# REQUIRED ACTION:
Give the count of lines that hold the word "Connection" in this listing, with nothing added.

# SOURCE INFORMATION:
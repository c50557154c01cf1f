//! Top-level error wrapper types.

use crate::{PlatformError, SettingsError};

/// Errors that end a CLI command.
///
/// Registry problems arrive as [`SettingsError`]s, since a snapshot that
/// cannot be built is invalid settings. Action failures stay inside the
/// message handler and never end the process.
///
/// # Examples
///
/// ```
/// use foodbot_error::{FoodbotError, FoodbotErrorKind, PlatformError, PlatformErrorKind};
///
/// let err: FoodbotError = PlatformError::new(PlatformErrorKind::Connection("closed".into())).into();
/// assert!(matches!(err.kind(), FoodbotErrorKind::Platform(_)));
/// assert!(format!("{}", err).contains("Connection failed: closed"));
/// ```
#[derive(Debug, derive_more::From, derive_more::Display, derive_more::Error)]
pub enum FoodbotErrorKind {
    /// Settings could not be loaded, validated or repaired
    #[from(SettingsError)]
    Settings(SettingsError),
    /// The chat platform could not be reached
    #[from(PlatformError)]
    Platform(PlatformError),
}

/// FoodBot error with kind discrimination.
///
/// # Examples
///
/// ```
/// use foodbot_error::{FoodbotResult, SettingsError, SettingsErrorKind};
///
/// fn might_fail() -> FoodbotResult<()> {
///     Err(SettingsError::new(SettingsErrorKind::Missing("system.admins".into())))?
/// }
///
/// assert!(might_fail().is_err());
/// ```
#[derive(Debug, derive_more::Display, derive_more::Error)]
#[display("FoodBot Error: {}", _0)]
pub struct FoodbotError(Box<FoodbotErrorKind>);

impl FoodbotError {
    /// Create a new error from a kind.
    pub fn new(kind: FoodbotErrorKind) -> Self {
        Self(Box::new(kind))
    }

    /// Get the error kind.
    pub fn kind(&self) -> &FoodbotErrorKind {
        &self.0
    }
}

// Generic From implementation for any type that converts to FoodbotErrorKind
impl<T> From<T> for FoodbotError
where
    T: Into<FoodbotErrorKind>,
{
    fn from(err: T) -> Self {
        Self::new(err.into())
    }
}

/// Result type for FoodBot operations.
pub type FoodbotResult<T> = std::result::Result<T, FoodbotError>;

# FINISHED EXERCISE:
2